From The Shape of a Year: January, 1965.


January mornings at seven are like opals, soft, milky white and pink around the edges. The January sun rises silvery white, bright but not warm, and a mist like an aura hovers over the south meadow.

One morning early as we ate breakfast, Bob was eyeing a cluster of many colored Christmas tree balls lying in one of the upholstered chairs. We had dismantled the tree the day before.

“They look,” said he sipping his coffee, “as if they were waiting for a goose to come along and hatch them.”

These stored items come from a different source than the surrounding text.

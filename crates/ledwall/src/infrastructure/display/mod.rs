//! Display sink implementations.
//!
//! The [`DisplaySink`](crate::application::compose_frame::DisplaySink) trait
//! is defined in the application layer; this module provides the adapters:
//!
//! - [`stream::RawStreamSink`] – physical mode.  Writes every chained frame
//!   as raw packed pixels to stdout or a FIFO, where the panel driver reads
//!   it and swaps it onto the hardware.
//! - [`ppm::PpmSnapshotSink`] – preview mode.  Rewrites a PPM image on every
//!   frame so any image viewer can follow the canvas.
//! - [`matrix`] – physical mode on the controller itself.  With the
//!   `hardware` feature, `matrix::MatrixSink` drives the panels directly
//!   through the hzeller driver.
//! - [`mock::MockDisplaySink`] – records frames in memory for tests.

pub mod matrix;
pub mod mock;
pub mod ppm;
pub mod stream;
//! Preview sink writing binary PPM (`P6`) snapshots.
//!
//! Each frame replaces the previous snapshot atomically: the image is written
//! to a sibling temporary file and renamed over the target, so a viewer never
//! reads half a frame.

use std::{
    fs,
    io::Write,
    path::{Path, PathBuf},
};

use ledwall_core::PixelOrder;
use tracing::debug;

use crate::application::compose_frame::{DisplaySink, EncodedFrame, SinkError};

/// Rewrites one PPM image per presented frame.
pub struct PpmSnapshotSink {
    path: PathBuf,
    staging: PathBuf,
    buffer: Vec<u8>,
    closed: bool,
}

impl PpmSnapshotSink {
    pub fn new(path: impl Into<PathBuf>) -> Self {
        let path = path.into();
        let mut staging = path.clone().into_os_string();
        staging.push(".tmp");
        Self {
            path,
            staging: PathBuf::from(staging),
            buffer: Vec::new(),
            closed: false,
        }
    }

    pub fn path(&self) -> &Path {
        &self.path
    }

    fn io_error(&self, source: std::io::Error) -> SinkError {
        SinkError::Io {
            target: self.path.display().to_string(),
            source,
        }
    }
}

impl DisplaySink for PpmSnapshotSink {
    fn pixel_order(&self) -> PixelOrder {
        PixelOrder::Rgb
    }

    fn present(&mut self, frame: &EncodedFrame<'_>) -> Result<(), SinkError> {
        if self.closed {
            return Err(SinkError::Closed);
        }
        let expected = frame.width as usize * frame.height as usize * 3;
        if frame.bytes.len() != expected {
            return Err(SinkError::FrameSize {
                expected,
                found: frame.bytes.len(),
            });
        }

        self.buffer.clear();
        // Writing into a Vec cannot fail.
        let _ = write!(self.buffer, "P6\n{} {}\n255\n", frame.width, frame.height);
        self.buffer.extend_from_slice(frame.bytes);

        fs::write(&self.staging, &self.buffer).map_err(|e| self.io_error(e))?;
        fs::rename(&self.staging, &self.path).map_err(|e| self.io_error(e))
    }

    fn close(&mut self) -> Result<(), SinkError> {
        self.closed = true;
        debug!(path = %self.path.display(), "preview snapshot closed");
        Ok(())
    }
}

// ── Tests ─────────────────────────────────────────────────────────────────────

#[cfg(test)]
mod tests {
    use super::*;

    fn temp_path(name: &str) -> PathBuf {
        std::env::temp_dir().join(format!("ledwall-{name}-{}.ppm", std::process::id()))
    }

    #[test]
    fn test_present_writes_p6_image() {
        // Arrange
        let path = temp_path("snapshot");
        let mut sink = PpmSnapshotSink::new(&path);
        let bytes = [255, 0, 0, 0, 255, 0];

        // Act
        sink.present(&EncodedFrame {
            width: 2,
            height: 1,
            order: PixelOrder::Rgb,
            bytes: &bytes,
        })
        .unwrap();

        // Assert
        let written = fs::read(&path).unwrap();
        fs::remove_file(&path).ok();
        let mut expected = b"P6\n2 1\n255\n".to_vec();
        expected.extend_from_slice(&bytes);
        assert_eq!(written, expected);
    }

    #[test]
    fn test_present_replaces_previous_snapshot() {
        let path = temp_path("replace");
        let mut sink = PpmSnapshotSink::new(&path);
        for value in [1u8, 2] {
            let bytes = [value; 3];
            sink.present(&EncodedFrame {
                width: 1,
                height: 1,
                order: PixelOrder::Rgb,
                bytes: &bytes,
            })
            .unwrap();
        }

        let written = fs::read(&path).unwrap();
        fs::remove_file(&path).ok();
        assert_eq!(&written[written.len() - 3..], &[2, 2, 2]);
        assert!(!sink.staging.exists());
    }

    #[test]
    fn test_present_rejects_short_frame() {
        let mut sink = PpmSnapshotSink::new(temp_path("short"));
        let err = sink
            .present(&EncodedFrame {
                width: 2,
                height: 2,
                order: PixelOrder::Rgb,
                bytes: &[0; 3],
            })
            .unwrap_err();
        assert!(matches!(err, SinkError::FrameSize { expected: 12, found: 3 }));
    }
}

“It would have to be a golden goose,” I replied watching the stars laid on their shiny surfaces by the early sun streaming in the windows. Obviously no ordinary goose could sit on these bits of Christmas magic.

May, 1965:


May sweeps in on a theme of daffodils. I gather armfuls from the meadow and next day so many more unfold that I cannot see where I have picked. Along the roadside the willows are tumbled masses of pale green foam, and forsythia, in streaming fountains of flowers, reflects the sun’s golden rays. Here a dusky pink weeping cherry adds a soft note of color. There a magnolia tree is a bouquet of pink blossoms, and everywhere maples are shaking out their tight fists of green into lacy green leaves.

July, 1965:


Where is our grandson? I am waiting on the station platform for this young thirteen-year-old who will be carrying a suitcase and I don’t see him. Other people get off, but no Jeff. There is a boy down the platform – or is it a boy – it seems more like a thatched roof moving along.

“Hi, Grandma, here I am.”

“Why, Jeff,” I gasp. “Hello, how good to see you.”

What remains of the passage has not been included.